-- Opening Marker --
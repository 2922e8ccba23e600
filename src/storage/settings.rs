//! Notification-settings blob
//!
//! Persists the singleton [`NotificationSettings`] record in settings.json.
//! A missing file yields the documented defaults.

use std::path::PathBuf;
use std::sync::RwLock;

use crate::error::ZenithError;
use crate::models::NotificationSettings;

use super::file_io::{read_json, write_json_atomic};

/// Repository for notification preferences
pub struct SettingsRepository {
    path: PathBuf,
    data: RwLock<NotificationSettings>,
}

impl SettingsRepository {
    /// Create a new settings repository
    pub fn new(path: PathBuf) -> Self {
        Self {
            path,
            data: RwLock::new(NotificationSettings::default()),
        }
    }

    /// Load settings from disk, falling back to defaults when absent
    pub fn load(&self) -> Result<(), ZenithError> {
        let value: NotificationSettings = read_json(&self.path)?;

        let mut data = self
            .data
            .write()
            .map_err(|e| ZenithError::Storage(format!("Failed to acquire write lock: {}", e)))?;

        *data = value;
        Ok(())
    }

    /// Save settings to disk
    pub fn save(&self) -> Result<(), ZenithError> {
        let data = self
            .data
            .read()
            .map_err(|e| ZenithError::Storage(format!("Failed to acquire read lock: {}", e)))?;

        write_json_atomic(&self.path, &*data)
    }

    /// Get a copy of the current settings
    pub fn get(&self) -> Result<NotificationSettings, ZenithError> {
        let data = self
            .data
            .read()
            .map_err(|e| ZenithError::Storage(format!("Failed to acquire read lock: {}", e)))?;

        Ok(data.clone())
    }

    /// Replace the settings record
    pub fn set(&self, value: NotificationSettings) -> Result<(), ZenithError> {
        let mut data = self
            .data
            .write()
            .map_err(|e| ZenithError::Storage(format!("Failed to acquire write lock: {}", e)))?;

        *data = value;
        Ok(())
    }
}

#[cfg(test)]
mod tests {
    use super::*;
    use tempfile::TempDir;

    #[test]
    fn test_missing_file_yields_defaults() {
        let temp_dir = TempDir::new().unwrap();
        let repo = SettingsRepository::new(temp_dir.path().join("settings.json"));
        repo.load().unwrap();
        assert_eq!(repo.get().unwrap(), NotificationSettings::default());
    }

    #[test]
    fn test_set_save_reload() {
        let temp_dir = TempDir::new().unwrap();
        let path = temp_dir.path().join("settings.json");

        let repo = SettingsRepository::new(path.clone());
        repo.load().unwrap();

        let mut settings = NotificationSettings::default();
        settings.enabled = true;
        settings.reminder_time = "07:30".into();
        repo.set(settings.clone()).unwrap();
        repo.save().unwrap();

        let repo2 = SettingsRepository::new(path);
        repo2.load().unwrap();
        assert_eq!(repo2.get().unwrap(), settings);
    }
}
//! Notification decision rules
//!
//! Stateless functions that look at a state transition plus the user's
//! preferences and decide whether a notification is due. They never deliver
//! anything themselves; the caller hands the returned [`Notification`] to a
//! delivery capability, and a delivery failure can never affect state.
//!
//! Three independent rules:
//! - daily reminder, driven by the clock;
//! - budget alert, driven by adding an expense;
//! - goal milestone, driven by a goal deposit.

use crate::models::{Money, NotificationSettings};

/// A notification the policy decided to emit
#[derive(Debug, Clone, PartialEq, Eq)]
pub struct Notification {
    pub title: String,
    pub body: String,
}

impl Notification {
    pub fn new(title: impl Into<String>, body: impl Into<String>) -> Self {
        Self {
            title: title.into(),
            body: body.into(),
        }
    }
}

/// A goal-progress threshold crossed by a single deposit
#[derive(Debug, Clone, Copy, PartialEq, Eq)]
pub enum Milestone {
    Halfway,
    Reached,
}

/// Daily "nothing recorded today" reminder.
///
/// Fires only when the wall clock matches the configured minute, no
/// transaction is dated today, and the per-day flag says it has not fired
/// yet. The flag keeps a second tick inside the same minute from firing
/// twice.
pub fn daily_reminder(
    settings: &NotificationSettings,
    now_hhmm: &str,
    has_transaction_today: bool,
    already_sent_today: bool,
) -> Option<Notification> {
    if !settings.enabled || !settings.reminders {
        return None;
    }
    if now_hhmm != settings.reminder_time {
        return None;
    }
    if has_transaction_today || already_sent_today {
        return None;
    }
    Some(Notification::new(
        "Daily reminder",
        "You haven't recorded any transactions today. Keep your tracker up to date!",
    ))
}

/// Budget alert after an expense is added.
///
/// Level-triggered: it fires on every expense added while the month's
/// spending stays over the threshold, not just on the first crossing.
pub fn budget_alert(
    settings: &NotificationSettings,
    monthly_expense: Money,
    threshold: Money,
) -> Option<Notification> {
    if !settings.enabled || !settings.budget_alerts {
        return None;
    }
    if monthly_expense <= threshold {
        return None;
    }
    Some(Notification::new(
        "Budget alert",
        format!(
            "Your spending this month reached {}. That's over your {} limit.",
            monthly_expense, threshold
        ),
    ))
}

/// Which milestone, if any, a deposit crossed.
///
/// Edge-triggered on the before/after percentages. The two checks are an
/// if / else if: when one deposit jumps from below 50% to 100% or more,
/// only the reached milestone reports.
pub fn milestone_crossed(old_percent: f64, new_percent: f64) -> Option<Milestone> {
    if new_percent >= 100.0 && old_percent < 100.0 {
        Some(Milestone::Reached)
    } else if new_percent >= 50.0 && old_percent < 50.0 {
        Some(Milestone::Halfway)
    } else {
        None
    }
}

/// Goal milestone notification after a deposit.
///
/// The caller captures `old_percent` from the goal as it was immediately
/// before the deposit; it is never stored anywhere.
pub fn goal_milestone(
    settings: &NotificationSettings,
    goal_title: &str,
    old_percent: f64,
    new_percent: f64,
) -> Option<Notification> {
    if !settings.enabled || !settings.goal_milestones {
        return None;
    }
    match milestone_crossed(old_percent, new_percent)? {
        Milestone::Reached => Some(Notification::new(
            "Goal reached!",
            format!("'{}' is fully funded. Congratulations!", goal_title),
        )),
        Milestone::Halfway => Some(Notification::new(
            "Halfway there!",
            format!("'{}' is 50% funded. Keep going!", goal_title),
        )),
    }
}

#[cfg(test)]
mod tests {
    use super::*;

    fn enabled_settings() -> NotificationSettings {
        let mut settings = NotificationSettings::default();
        settings.enabled = true;
        settings
    }

    #[test]
    fn test_daily_reminder_fires_at_configured_minute() {
        let settings = enabled_settings();
        let n = daily_reminder(&settings, "20:00", false, false);
        assert!(n.is_some());
        assert_eq!(n.unwrap().title, "Daily reminder");
    }

    #[test]
    fn test_daily_reminder_respects_every_gate() {
        let settings = enabled_settings();

        // Wrong minute
        assert!(daily_reminder(&settings, "19:59", false, false).is_none());
        // A transaction already recorded today
        assert!(daily_reminder(&settings, "20:00", true, false).is_none());
        // Already sent today
        assert!(daily_reminder(&settings, "20:00", false, true).is_none());

        // Master switch off
        let mut off = enabled_settings();
        off.enabled = false;
        assert!(daily_reminder(&off, "20:00", false, false).is_none());

        // Reminder channel off
        let mut no_reminders = enabled_settings();
        no_reminders.reminders = false;
        assert!(daily_reminder(&no_reminders, "20:00", false, false).is_none());
    }

    #[test]
    fn test_budget_alert_is_level_triggered() {
        let settings = enabled_settings();
        let threshold = Money::from_units(200_000);

        // At the threshold: no alert (strictly greater)
        assert!(budget_alert(&settings, Money::from_units(200_000), threshold).is_none());

        // Over: fires, and fires again for a later expense in the same month
        assert!(budget_alert(&settings, Money::from_units(200_001), threshold).is_some());
        assert!(budget_alert(&settings, Money::from_units(250_000), threshold).is_some());
    }

    #[test]
    fn test_budget_alert_respects_settings() {
        let threshold = Money::from_units(200_000);
        let over = Money::from_units(300_000);

        let mut settings = enabled_settings();
        settings.budget_alerts = false;
        assert!(budget_alert(&settings, over, threshold).is_none());

        let mut settings = NotificationSettings::default();
        settings.budget_alerts = true; // enabled stays false
        assert!(budget_alert(&settings, over, threshold).is_none());
    }

    #[test]
    fn test_milestone_edge_trigger() {
        // 40% -> 55% crosses halfway
        assert_eq!(milestone_crossed(40.0, 55.0), Some(Milestone::Halfway));
        // 55% -> 70% crosses nothing
        assert_eq!(milestone_crossed(55.0, 70.0), None);
        // 90% -> 120% crosses reached
        assert_eq!(milestone_crossed(90.0, 120.0), Some(Milestone::Reached));
        // Already past: staying above fires nothing
        assert_eq!(milestone_crossed(100.0, 150.0), None);
    }

    #[test]
    fn test_milestone_double_cross_reports_only_reached() {
        // One deposit from 10% to 110% crosses both thresholds;
        // only the higher milestone reports
        assert_eq!(milestone_crossed(10.0, 110.0), Some(Milestone::Reached));
    }

    #[test]
    fn test_goal_milestone_messages() {
        let settings = enabled_settings();

        let halfway = goal_milestone(&settings, "Laptop", 40.0, 55.0).unwrap();
        assert_eq!(halfway.title, "Halfway there!");
        assert!(halfway.body.contains("Laptop"));

        let reached = goal_milestone(&settings, "Laptop", 90.0, 120.0).unwrap();
        assert_eq!(reached.title, "Goal reached!");
    }

    #[test]
    fn test_goal_milestone_respects_settings() {
        let mut settings = enabled_settings();
        settings.goal_milestones = false;
        assert!(goal_milestone(&settings, "Laptop", 40.0, 55.0).is_none());

        let disabled = NotificationSettings::default();
        assert!(goal_milestone(&disabled, "Laptop", 40.0, 55.0).is_none());
    }
}
//! The transaction log, backed by transactions.json
//!
//! Canonical order is most-recent-first by insertion. A backdated entry
//! stays where it was inserted, it is not re-sorted.

use std::path::PathBuf;
use std::sync::RwLock;

use chrono::NaiveDate;

use crate::error::ZenithError;
use crate::models::{Transaction, TransactionId};

use super::file_io::{read_json, write_json_atomic};

/// On-disk shape of transactions.json
#[derive(Debug, Clone, Default, serde::Serialize, serde::Deserialize)]
struct TransactionData {
    transactions: Vec<Transaction>,
}

/// Repository for the ordered transaction log
pub struct TransactionRepository {
    path: PathBuf,
    data: RwLock<Vec<Transaction>>,
}

impl TransactionRepository {
    pub fn new(path: PathBuf) -> Self {
        Self {
            path,
            data: RwLock::new(Vec::new()),
        }
    }

    /// Load transactions from disk, keeping file order
    pub fn load(&self) -> Result<(), ZenithError> {
        let file_data: TransactionData = read_json(&self.path)?;

        let mut data = self
            .data
            .write()
            .map_err(|e| ZenithError::Storage(format!("Failed to acquire write lock: {}", e)))?;

        *data = file_data.transactions;
        Ok(())
    }

    /// Save transactions to disk in their stored order
    pub fn save(&self) -> Result<(), ZenithError> {
        let data = self
            .data
            .read()
            .map_err(|e| ZenithError::Storage(format!("Failed to acquire read lock: {}", e)))?;

        let file_data = TransactionData {
            transactions: data.clone(),
        };
        write_json_atomic(&self.path, &file_data)
    }

    /// Prepend a transaction; the newest entry is always first
    pub fn insert_front(&self, txn: Transaction) -> Result<(), ZenithError> {
        let mut data = self
            .data
            .write()
            .map_err(|e| ZenithError::Storage(format!("Failed to acquire write lock: {}", e)))?;

        data.insert(0, txn);
        Ok(())
    }

    /// Delete a transaction; returns whether anything was removed.
    /// Deleting an absent id is a no-op, not an error.
    pub fn delete(&self, id: TransactionId) -> Result<bool, ZenithError> {
        let mut data = self
            .data
            .write()
            .map_err(|e| ZenithError::Storage(format!("Failed to acquire write lock: {}", e)))?;

        let before = data.len();
        data.retain(|t| t.id != id);
        Ok(data.len() < before)
    }

    /// Get all transactions, most-recent-first
    pub fn get_all(&self) -> Result<Vec<Transaction>, ZenithError> {
        let data = self
            .data
            .read()
            .map_err(|e| ZenithError::Storage(format!("Failed to acquire read lock: {}", e)))?;

        Ok(data.clone())
    }

    /// Whether any transaction is dated exactly `date`
    pub fn any_on(&self, date: NaiveDate) -> Result<bool, ZenithError> {
        let data = self
            .data
            .read()
            .map_err(|e| ZenithError::Storage(format!("Failed to acquire read lock: {}", e)))?;

        Ok(data.iter().any(|t| t.date == date))
    }

    /// Resolve a user-supplied id string (full UUID or short display form)
    pub fn find_id(&self, id_str: &str) -> Result<Option<TransactionId>, ZenithError> {
        let data = self
            .data
            .read()
            .map_err(|e| ZenithError::Storage(format!("Failed to acquire read lock: {}", e)))?;

        Ok(data.iter().find(|t| t.id.matches(id_str)).map(|t| t.id))
    }

    /// Number of transactions in the log
    pub fn count(&self) -> Result<usize, ZenithError> {
        let data = self
            .data
            .read()
            .map_err(|e| ZenithError::Storage(format!("Failed to acquire read lock: {}", e)))?;

        Ok(data.len())
    }
}

#[cfg(test)]
mod tests {
    use super::*;
    use crate::models::{Category, Money, NewTransaction, TransactionKind};
    use tempfile::TempDir;

    fn repo_in_tmp() -> (TempDir, TransactionRepository) {
        let tmp = TempDir::new().unwrap();
        let repo = TransactionRepository::new(tmp.path().join("transactions.json"));
        (tmp, repo)
    }

    fn txn(description: &str, day: u32) -> Transaction {
        Transaction::from_input(NewTransaction {
            description: description.into(),
            amount: Money::from_cents(5000),
            category: Category::Food,
            date: NaiveDate::from_ymd_opt(2025, 1, day).unwrap(),
            kind: TransactionKind::Expense,
        })
    }

    #[test]
    fn test_missing_file_loads_empty() {
        let (_tmp, repo) = repo_in_tmp();
        repo.load().unwrap();
        assert_eq!(repo.count().unwrap(), 0);
    }

    #[test]
    fn test_insert_front_keeps_newest_first() {
        let (_tmp, repo) = repo_in_tmp();
        repo.load().unwrap();

        repo.insert_front(txn("first", 10)).unwrap();
        repo.insert_front(txn("second", 5)).unwrap(); // backdated but newest insert
        repo.insert_front(txn("third", 20)).unwrap();

        let all = repo.get_all().unwrap();
        let descriptions: Vec<_> = all.iter().map(|t| t.description.as_str()).collect();
        assert_eq!(descriptions, vec!["third", "second", "first"]);
    }

    #[test]
    fn test_save_and_reload_preserves_order() {
        let (tmp, repo) = repo_in_tmp();
        repo.load().unwrap();

        repo.insert_front(txn("first", 10)).unwrap();
        repo.insert_front(txn("second", 5)).unwrap();
        repo.save().unwrap();

        let path = tmp.path().join("transactions.json");
        let repo2 = TransactionRepository::new(path);
        repo2.load().unwrap();

        let original = repo.get_all().unwrap();
        let reloaded = repo2.get_all().unwrap();
        assert_eq!(original, reloaded);
        assert_eq!(reloaded[0].description, "second");
    }

    #[test]
    fn test_delete_is_idempotent() {
        let (_tmp, repo) = repo_in_tmp();
        repo.load().unwrap();

        let t = txn("lunch", 15);
        let id = t.id;
        repo.insert_front(t).unwrap();

        assert!(repo.delete(id).unwrap());
        assert_eq!(repo.count().unwrap(), 0);

        // Second delete of the same id removes nothing and does not error
        assert!(!repo.delete(id).unwrap());
    }

    #[test]
    fn test_any_on() {
        let (_tmp, repo) = repo_in_tmp();
        repo.load().unwrap();

        repo.insert_front(txn("lunch", 15)).unwrap();

        assert!(repo
            .any_on(NaiveDate::from_ymd_opt(2025, 1, 15).unwrap())
            .unwrap());
        assert!(!repo
            .any_on(NaiveDate::from_ymd_opt(2025, 1, 16).unwrap())
            .unwrap());
    }

    #[test]
    fn test_find_id_by_short_form() {
        let (_tmp, repo) = repo_in_tmp();
        repo.load().unwrap();

        let t = txn("lunch", 15);
        let id = t.id;
        repo.insert_front(t).unwrap();

        let short = id.to_string();
        assert_eq!(repo.find_id(&short).unwrap(), Some(id));
        assert_eq!(repo.find_id("txn-ffffffff").unwrap(), None);
    }
}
-- Closing Marker --
• PROBLEM DETAILS:
Within the entries, count the lines containing the string "RwLock" and state nothing but the result.

• EXPECTED ANSWER:
6